La commission d’enquête chargée d’examiner les allégations d’infraction et de mauvaise administration dans l’application du droit de l’Union en matière de blanchiment de capitaux, d’évasion fiscale et de fraude fiscale adopté le rapport de Jeppe KOFOD (S&D, DK) et de Petr JEŽEK (ADLE, CZ) sur l’enquête sur le blanchiment de capitaux, l’évasion fiscale et la fraude fiscale.

Pour rappel, le 8 juin 2016, le Parlement a constitué une commission d’enquête chargée d’examiner les allégations d’infraction et de mauvaise administration en ce qui concerne l’application du droit de l’Union en matière de blanchiment de capitaux, d’évasion fiscale et de fraude fiscale (PANA).

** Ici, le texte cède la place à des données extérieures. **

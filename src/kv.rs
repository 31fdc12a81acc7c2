//! Generic key-value cache
//!
//! Standalone cache interface for application code that wants memoization
//! without the HTTP interception path (entity-resolution results, computed
//! lookups). Independent of [`crate::store::CacheStore`] on purpose: no
//! TTL, no namespacing, no quota semantics.

use std::collections::HashMap;
use std::fmt::Debug;

use async_trait::async_trait;
use serde_json::Value;
use tokio::sync::RwLock;

#[async_trait]
pub trait KeyValueCache: Send + Sync + Debug {
    async fn get(&self, key: &str) -> Option<Value>;

    async fn set(&self, key: &str, value: Value);

    async fn has(&self, key: &str) -> bool {
        self.get(key).await.is_some()
    }

    /// Returns `true` when the key was present.
    async fn delete(&self, key: &str) -> bool;

    async fn clear(&self);

    async fn keys(&self) -> Vec<String>;
}

/// In-memory [`KeyValueCache`].
#[derive(Debug, Default)]
pub struct MemoryKeyValueCache {
    entries: RwLock<HashMap<String, Value>>,
}

impl MemoryKeyValueCache {
    pub fn new() -> Self {
        Self::default()
    }
}

#[async_trait]
impl KeyValueCache for MemoryKeyValueCache {
    async fn get(&self, key: &str) -> Option<Value> {
        self.entries.read().await.get(key).cloned()
    }

    async fn set(&self, key: &str, value: Value) {
        self.entries.write().await.insert(key.to_string(), value);
    }

    async fn has(&self, key: &str) -> bool {
        self.entries.read().await.contains_key(key)
    }

    async fn delete(&self, key: &str) -> bool {
        self.entries.write().await.remove(key).is_some()
    }

    async fn clear(&self) {
        self.entries.write().await.clear();
    }

    async fn keys(&self) -> Vec<String> {
        self.entries.read().await.keys().cloned().collect()
    }
}
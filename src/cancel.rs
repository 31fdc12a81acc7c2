//! Cooperative cancellation for short-circuited requests
//!
//! A token is attached to every tagged request. The request interceptor
//! decides its state; the transport consults it before dispatching. A
//! triggered token is a local routing mechanism, not a caller-visible
//! failure: callers of the wrapped client always receive the cached value or
//! the canonical outcome instead.

use std::sync::{Arc, OnceLock};

/// Why a request's own network execution was cancelled.
#[derive(Debug, Clone, Copy, PartialEq, Eq)]
pub enum CancelReason {
    /// A live cache entry satisfied the request.
    ResolvedFromCache,
    /// An identical request is already in flight; this one piggybacks on it.
    Deduplicated,
}

impl std::fmt::Display for CancelReason {
    fn fmt(&self, f: &mut std::fmt::Formatter<'_>) -> std::fmt::Result {
        match self {
            CancelReason::ResolvedFromCache => write!(f, "resolved from cache"),
            CancelReason::Deduplicated => write!(f, "deduplicated"),
        }
    }
}

/// A cancellation handle shared between the interceptor, the in-flight
/// registry, and the transport.
///
/// Triggering is one-shot: the first reason wins, later triggers are no-ops.
#[derive(Debug, Clone, Default)]
pub struct CancelToken {
    reason: Arc<OnceLock<CancelReason>>,
}

impl CancelToken {
    pub fn new() -> Self {
        Self::default()
    }

    pub fn trigger(&self, reason: CancelReason) {
        let _ = self.reason.set(reason);
    }

    pub fn triggered(&self) -> Option<CancelReason> {
        self.reason.get().copied()
    }
}
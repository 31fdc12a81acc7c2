//! Storage backend trait

use std::fmt::Debug;

use async_trait::async_trait;

use crate::error::StoreError;

/// Raw key-value storage underneath [`super::CacheStore`].
///
/// Backends exchange raw JSON strings so the trait stays dyn-compatible;
/// entry serialization, namespacing, TTL checks, and quota recovery all
/// live in the store wrapper. A backend with bounded capacity signals a
/// rejected write with [`StoreError::QuotaExceeded`].
#[async_trait]
pub trait StorageBackend: Send + Sync + Debug {
    /// Reads the raw value for a key, `None` when absent.
    async fn read(&self, key: &str) -> Result<Option<String>, StoreError>;

    /// Writes a raw value for a key, replacing any existing value.
    async fn write(&self, key: &str, value: &str) -> Result<(), StoreError>;

    /// Removes a key. Removing an absent key is not an error.
    async fn remove(&self, key: &str) -> Result<(), StoreError>;

    /// Lists every key currently stored, including keys outside this
    /// layer's namespace when the backend scope is shared.
    async fn keys(&self) -> Result<Vec<String>, StoreError>;
}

La commission a été constituée après la publication des «Panama Papers» qui constituent à ce jour la plus grande révélation d’informations en matière de blanchiment de capitaux, d’évasion fiscale et de fraude fiscale.

Les députés se sont félicités que le Conseil cherche à constituer une liste commune de l’Union européenne des pays et territoires non coopératifs en matière fiscale. Ils ont demandé qu’une liste de l’Union soit prête d’ici la fin de 2017 tout en soulignant que la procédure d’examen conduite par le sous-groupe sur les pays tiers du groupe «Code de conduite (fiscalité des entreprises)», n’était pas entièrement transparente et ne permettait pas au Parlement d’exercer son pouvoir de contrôle.

Le rapport a déploré qu’un grand nombre de parties prenantes aient refusé de rencontrer les délégations de la commission PANA ou de se rendre à ses auditions, ou qu’elles n’aient pas répondu aux questions de manière satisfaisante.

Les députés ont par ailleurs condamné l’assassinat de Daphne Caruana Galizia, journaliste maltaise qui était en première ligne dans la lutte contre la corruption et le blanchiment de capitaux, qui avait travaillé  sur les Panama Papers et qui a été assassinée le 16 octobre 2017.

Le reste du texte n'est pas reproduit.